Saved entries:

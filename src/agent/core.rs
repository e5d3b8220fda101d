//! Agent core: the composition root.
//!
//! [`AgentCore`] owns the agent's self-identity, the shared state lock holding
//! the task manager and knowledge integrator, and the cycle scheduler. Hosts
//! drive it through the [`Lifecycle`] trait and reach the components only via
//! the `with_*` closures, which hold the state lock for the closure's duration.

use std::sync::{Arc, Mutex};
use std::time::Duration;

use crate::belief::BeliefValue;
use crate::config::CoreConfig;
use crate::error::{CoreError, CoreResult};
use crate::graph::{EdgeKind, GraphRef, GraphStore, NodeKind};
use crate::knowledge::KnowledgeIntegrator;

use super::cycle::{CognitiveCycleScheduler, CognitiveState, CycleConfig, SharedState, lock_state};
use super::error::AgentError;
use super::manager::TaskGoalManager;
use super::status::{AgentStatus, ComponentToggles};

/// Explicit lifecycle for components hosted by an outer runtime.
pub trait Lifecycle {
    /// Create graph structures and subsystems. Idempotent.
    fn init(&mut self) -> CoreResult<()>;

    /// Apply runtime-adjustable settings. Component toggles take effect at
    /// the next `init` of a fresh core.
    fn configure(&mut self, config: &CoreConfig) -> CoreResult<()>;

    fn start(&mut self) -> CoreResult<()>;

    fn stop(&mut self) -> CoreResult<()>;
}

/// A single cognitive agent over a shared graph store.
pub struct AgentCore {
    name: String,
    graph: Arc<dyn GraphStore>,
    config: CoreConfig,
    state: SharedState,
    scheduler: Option<CognitiveCycleScheduler>,
    agent_self: Option<GraphRef>,
    working_memory: Option<GraphRef>,
    initialized: bool,
}

impl AgentCore {
    /// Create an uninitialized core. The agent is named by `config.agent.name`.
    pub fn new(graph: Arc<dyn GraphStore>, config: CoreConfig) -> Self {
        Self {
            name: config.agent.name.clone(),
            graph,
            config,
            state: Arc::new(Mutex::new(CognitiveState::default())),
            scheduler: None,
            agent_self: None,
            working_memory: None,
            initialized: false,
        }
    }

    pub fn name(&self) -> &str {
        &self.name
    }

    pub fn graph(&self) -> &Arc<dyn GraphStore> {
        &self.graph
    }

    pub fn agent_self(&self) -> Option<GraphRef> {
        self.agent_self
    }

    pub fn working_memory(&self) -> Option<GraphRef> {
        self.working_memory
    }

    pub fn is_initialized(&self) -> bool {
        self.initialized
    }

    pub fn toggles(&self) -> ComponentToggles {
        self.config.toggles()
    }

    pub fn scheduler(&self) -> Option<&CognitiveCycleScheduler> {
        self.scheduler.as_ref()
    }

    // -----------------------------------------------------------------------
    // Component access
    // -----------------------------------------------------------------------

    /// Run `f` against the task manager under the state lock.
    pub fn with_tasks<R>(&self, f: impl FnOnce(&mut TaskGoalManager) -> R) -> CoreResult<R> {
        let mut state = lock_state(&self.state);
        let tasks = state.tasks.as_mut().ok_or(AgentError::NotInitialized {
            component: "task manager",
        })?;
        Ok(f(tasks))
    }

    /// Run `f` against the knowledge integrator under the state lock.
    pub fn with_knowledge<R>(
        &self,
        f: impl FnOnce(&mut KnowledgeIntegrator) -> R,
    ) -> CoreResult<R> {
        let mut state = lock_state(&self.state);
        let knowledge = state.knowledge.as_mut().ok_or(AgentError::NotInitialized {
            component: "knowledge integrator",
        })?;
        Ok(f(knowledge))
    }

    // -----------------------------------------------------------------------
    // Orchestration
    // -----------------------------------------------------------------------

    /// Set a new current goal.
    pub fn set_goal(&self, description: &str, auto_decompose: bool) -> CoreResult<GraphRef> {
        let goal = self.with_tasks(|t| t.set_goal(description, auto_decompose))??;
        Ok(goal)
    }

    /// Make an existing goal current. Rejects references the task manager
    /// did not create.
    pub fn set_current_goal(&self, goal: GraphRef) -> CoreResult<()> {
        self.with_tasks(|t| t.set_current_goal(goal))??;
        Ok(())
    }

    pub fn current_goal(&self) -> Option<GraphRef> {
        lock_state(&self.state)
            .tasks
            .as_ref()
            .and_then(TaskGoalManager::current_goal)
    }

    /// One synchronous planning and reflection pass, without the driver.
    ///
    /// Returns whether every enabled step succeeded.
    pub fn process_cognitive_step(&self) -> CoreResult<bool> {
        if !self.initialized {
            return Err(AgentError::NotInitialized { component: "agent core" }.into());
        }
        let mut state = lock_state(&self.state);
        let mut ok = true;
        if let Some(tasks) = state.tasks.as_mut() {
            if let Err(e) = tasks.process_cycle() {
                tracing::error!(error = %e, "task step failed");
                ok = false;
            }
        }
        if let Some(knowledge) = state.knowledge.as_mut() {
            if let Err(e) = knowledge.process_cycle() {
                tracing::error!(error = %e, "knowledge step failed");
                ok = false;
            }
        }
        Ok(ok)
    }

    pub fn pause(&self) -> CoreResult<()> {
        self.require_scheduler()?.pause()?;
        Ok(())
    }

    pub fn resume(&self) -> CoreResult<()> {
        self.require_scheduler()?.resume()?;
        Ok(())
    }

    fn require_scheduler(&self) -> CoreResult<&CognitiveCycleScheduler> {
        self.scheduler.as_ref().ok_or_else(|| {
            AgentError::NotInitialized {
                component: "cycle scheduler",
            }
            .into()
        })
    }

    // -----------------------------------------------------------------------
    // Status
    // -----------------------------------------------------------------------

    pub fn status(&self) -> AgentStatus {
        let state = lock_state(&self.state);
        AgentStatus {
            agent_name: self.name.clone(),
            agent_self: self.agent_self,
            initialized: self.initialized,
            current_goal: state.tasks.as_ref().and_then(TaskGoalManager::current_goal),
            components: self.config.toggles(),
            graph_size: self.graph.size(),
            scheduler: self.scheduler.as_ref().map(CognitiveCycleScheduler::status),
            tasks: state.tasks.as_ref().map(TaskGoalManager::status),
            knowledge: state.knowledge.as_ref().map(KnowledgeIntegrator::status),
        }
    }

    pub fn status_json(&self) -> CoreResult<String> {
        serde_json::to_string_pretty(&self.status()).map_err(|e| CoreError::Serialize {
            message: e.to_string(),
        })
    }
}

impl Lifecycle for AgentCore {
    fn init(&mut self) -> CoreResult<()> {
        if self.initialized {
            return Ok(());
        }
        let toggles = self.config.toggles();

        let agent_self = self.graph.add_node(NodeKind::Concept, &self.name)?;
        self.graph.set_belief(agent_self, BeliefValue::new(1.0, 1.0))?;
        let working_memory = self
            .graph
            .add_node(NodeKind::Concept, &format!("{}_WorkingMemory", self.name))?;
        self.graph
            .add_edge(EdgeKind::Evaluation, &[agent_self, working_memory])?;

        {
            let mut state = lock_state(&self.state);
            if toggles.goal_processing {
                state.tasks = Some(TaskGoalManager::new(
                    Arc::clone(&self.graph),
                    &self.name,
                    (&self.config.tasks).into(),
                )?);
            }
            if toggles.knowledge_integration {
                state.knowledge = Some(KnowledgeIntegrator::new(
                    Arc::clone(&self.graph),
                    &self.name,
                    (&self.config.knowledge).into(),
                )?);
            }
        }

        if toggles.cognitive_loop {
            self.scheduler = Some(CognitiveCycleScheduler::new(
                Arc::clone(&self.graph),
                &self.name,
                Some(agent_self),
                Arc::clone(&self.state),
                CycleConfig::from(&self.config.cycle),
            )?);
        }

        self.agent_self = Some(agent_self);
        self.working_memory = Some(working_memory);
        self.initialized = true;
        tracing::info!(
            agent = %self.name,
            goal_processing = toggles.goal_processing,
            knowledge_integration = toggles.knowledge_integration,
            cognitive_loop = toggles.cognitive_loop,
            "agent initialized"
        );
        Ok(())
    }

    fn configure(&mut self, config: &CoreConfig) -> CoreResult<()> {
        let toggles = self.config.toggles();
        self.config = config.clone();
        // The name prefixes nodes already in the graph.
        self.config.agent.name = self.name.clone();
        if self.initialized && config.toggles() != toggles {
            tracing::warn!("component toggles change only on a fresh agent core");
        }

        {
            let mut state = lock_state(&self.state);
            if let Some(tasks) = state.tasks.as_mut() {
                tasks.set_goal_decomposition_enabled(config.tasks.goal_decomposition);
                tasks.set_priority_scheduling_enabled(config.tasks.priority_scheduling);
                tasks.set_max_concurrent_tasks(config.tasks.max_concurrent_tasks);
            }
            if let Some(knowledge) = state.knowledge.as_mut() {
                knowledge.set_concept_formation_enabled(config.knowledge.concept_formation);
                knowledge.set_semantic_integration_enabled(config.knowledge.semantic_integration);
                knowledge.set_memory_consolidation_enabled(config.knowledge.memory_consolidation);
                knowledge.set_knowledge_threshold(config.knowledge.knowledge_threshold);
            }
        }
        if let Some(scheduler) = self.scheduler.as_ref() {
            let cycle = CycleConfig::from(&config.cycle);
            scheduler.configure_phases(cycle.phases);
            scheduler.set_interval(Duration::from_millis(cycle.interval_ms));
            scheduler.set_pause_poll(Duration::from_millis(cycle.pause_poll_ms));
            scheduler.set_fault_backoff(Duration::from_millis(cycle.fault_backoff_ms));
        }
        tracing::debug!(agent = %self.name, "agent configured");
        Ok(())
    }

    fn start(&mut self) -> CoreResult<()> {
        if !self.initialized {
            return Err(AgentError::NotInitialized { component: "agent core" }.into());
        }
        match self.scheduler.as_ref() {
            Some(scheduler) => scheduler.start()?,
            None => tracing::info!(agent = %self.name, "cognitive loop disabled, nothing to start"),
        }
        Ok(())
    }

    fn stop(&mut self) -> CoreResult<()> {
        if let Some(scheduler) = self.scheduler.as_ref() {
            scheduler.stop()?;
        }
        Ok(())
    }
}

impl std::fmt::Debug for AgentCore {
    fn fmt(&self, f: &mut std::fmt::Formatter<'_>) -> std::fmt::Result {
        f.debug_struct("AgentCore")
            .field("name", &self.name)
            .field("initialized", &self.initialized)
            .field("agent_self", &self.agent_self)
            .finish()
    }
}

DESCRIPTION OF THE TASK. Once you have found every line above holding the word "only", copy those lines.

RESULT.
//! drive it through the [`Lifecycle`] trait and reach the components only via
            tracing::warn!("component toggles change only on a fresh agent core");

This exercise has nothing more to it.